== TASK ==
All that should be output is the block of lines below from the line with "data model types." to the line with "A single typed", both included, exactly as written.
<<<<
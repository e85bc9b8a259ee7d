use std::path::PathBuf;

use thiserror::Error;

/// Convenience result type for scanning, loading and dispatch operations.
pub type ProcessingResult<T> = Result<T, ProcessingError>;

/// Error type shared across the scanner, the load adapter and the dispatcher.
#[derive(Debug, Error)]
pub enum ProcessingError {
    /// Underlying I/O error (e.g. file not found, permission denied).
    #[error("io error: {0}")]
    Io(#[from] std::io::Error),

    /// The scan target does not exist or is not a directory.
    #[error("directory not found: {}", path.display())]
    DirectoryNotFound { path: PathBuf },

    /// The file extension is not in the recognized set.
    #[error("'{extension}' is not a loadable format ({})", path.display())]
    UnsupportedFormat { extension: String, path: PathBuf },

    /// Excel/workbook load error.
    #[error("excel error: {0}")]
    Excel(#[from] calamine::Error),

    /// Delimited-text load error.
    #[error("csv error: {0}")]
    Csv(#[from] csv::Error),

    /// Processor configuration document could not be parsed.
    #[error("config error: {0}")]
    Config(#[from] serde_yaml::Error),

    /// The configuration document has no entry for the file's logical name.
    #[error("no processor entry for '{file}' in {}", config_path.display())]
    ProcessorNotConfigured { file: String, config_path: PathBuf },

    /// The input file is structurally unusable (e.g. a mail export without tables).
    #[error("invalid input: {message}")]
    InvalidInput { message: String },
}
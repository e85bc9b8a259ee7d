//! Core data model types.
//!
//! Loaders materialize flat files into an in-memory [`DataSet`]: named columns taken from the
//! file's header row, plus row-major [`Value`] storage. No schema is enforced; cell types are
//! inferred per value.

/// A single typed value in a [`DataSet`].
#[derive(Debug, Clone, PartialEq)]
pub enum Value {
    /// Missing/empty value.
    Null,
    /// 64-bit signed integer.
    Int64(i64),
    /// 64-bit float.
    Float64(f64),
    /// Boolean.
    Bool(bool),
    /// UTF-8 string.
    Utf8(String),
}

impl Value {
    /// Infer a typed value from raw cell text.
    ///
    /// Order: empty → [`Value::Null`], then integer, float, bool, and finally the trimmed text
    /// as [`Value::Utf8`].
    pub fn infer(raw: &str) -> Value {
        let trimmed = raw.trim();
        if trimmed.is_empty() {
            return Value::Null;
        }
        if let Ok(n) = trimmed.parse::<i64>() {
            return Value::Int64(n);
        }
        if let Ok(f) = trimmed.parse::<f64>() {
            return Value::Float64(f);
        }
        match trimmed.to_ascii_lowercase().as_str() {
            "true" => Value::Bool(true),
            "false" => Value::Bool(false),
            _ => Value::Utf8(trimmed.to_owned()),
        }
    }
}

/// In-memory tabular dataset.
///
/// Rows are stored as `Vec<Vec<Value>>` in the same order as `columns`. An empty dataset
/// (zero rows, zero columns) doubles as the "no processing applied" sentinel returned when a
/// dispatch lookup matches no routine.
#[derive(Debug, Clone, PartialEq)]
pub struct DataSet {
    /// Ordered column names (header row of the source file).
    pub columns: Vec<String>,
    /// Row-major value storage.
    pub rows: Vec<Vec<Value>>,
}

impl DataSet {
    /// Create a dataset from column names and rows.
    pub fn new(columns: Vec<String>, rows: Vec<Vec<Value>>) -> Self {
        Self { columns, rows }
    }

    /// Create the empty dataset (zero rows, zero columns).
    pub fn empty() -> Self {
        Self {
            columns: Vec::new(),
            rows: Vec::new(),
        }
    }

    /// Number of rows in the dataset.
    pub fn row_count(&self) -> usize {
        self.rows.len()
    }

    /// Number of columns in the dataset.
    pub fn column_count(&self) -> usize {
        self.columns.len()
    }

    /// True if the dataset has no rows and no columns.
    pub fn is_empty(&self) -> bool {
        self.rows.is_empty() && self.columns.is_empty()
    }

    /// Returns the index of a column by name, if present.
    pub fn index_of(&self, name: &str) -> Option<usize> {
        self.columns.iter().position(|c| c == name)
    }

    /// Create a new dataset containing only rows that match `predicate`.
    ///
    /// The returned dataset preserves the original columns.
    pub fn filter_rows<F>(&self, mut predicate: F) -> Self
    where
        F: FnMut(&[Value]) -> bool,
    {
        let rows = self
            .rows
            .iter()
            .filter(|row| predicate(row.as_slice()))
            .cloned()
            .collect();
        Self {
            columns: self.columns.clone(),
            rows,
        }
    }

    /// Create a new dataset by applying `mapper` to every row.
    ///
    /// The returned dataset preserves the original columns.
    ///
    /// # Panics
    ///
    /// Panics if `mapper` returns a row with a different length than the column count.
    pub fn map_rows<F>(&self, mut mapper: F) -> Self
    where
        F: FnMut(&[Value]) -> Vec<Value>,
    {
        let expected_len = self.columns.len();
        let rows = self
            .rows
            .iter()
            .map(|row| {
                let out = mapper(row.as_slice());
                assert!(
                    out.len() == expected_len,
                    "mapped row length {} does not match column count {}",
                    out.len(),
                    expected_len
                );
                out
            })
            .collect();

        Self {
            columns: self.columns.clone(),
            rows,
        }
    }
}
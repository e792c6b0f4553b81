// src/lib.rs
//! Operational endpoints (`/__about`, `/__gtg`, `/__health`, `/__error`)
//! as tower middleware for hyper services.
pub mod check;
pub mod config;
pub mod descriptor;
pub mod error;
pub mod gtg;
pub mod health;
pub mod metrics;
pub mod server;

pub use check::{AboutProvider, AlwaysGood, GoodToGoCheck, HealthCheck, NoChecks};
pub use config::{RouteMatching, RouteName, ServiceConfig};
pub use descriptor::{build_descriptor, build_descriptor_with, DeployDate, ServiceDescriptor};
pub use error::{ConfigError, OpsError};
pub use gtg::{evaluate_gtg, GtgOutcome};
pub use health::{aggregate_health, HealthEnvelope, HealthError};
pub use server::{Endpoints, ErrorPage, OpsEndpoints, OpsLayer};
>>>>
== EXERCISE ANSWER ==
//! Core data model types.
//!
//! Loaders materialize flat files into an in-memory [`DataSet`]: named columns taken from the
//! file's header row, plus row-major [`Value`] storage. No schema is enforced; cell types are
//! inferred per value.

/// A single typed value in a [`DataSet`].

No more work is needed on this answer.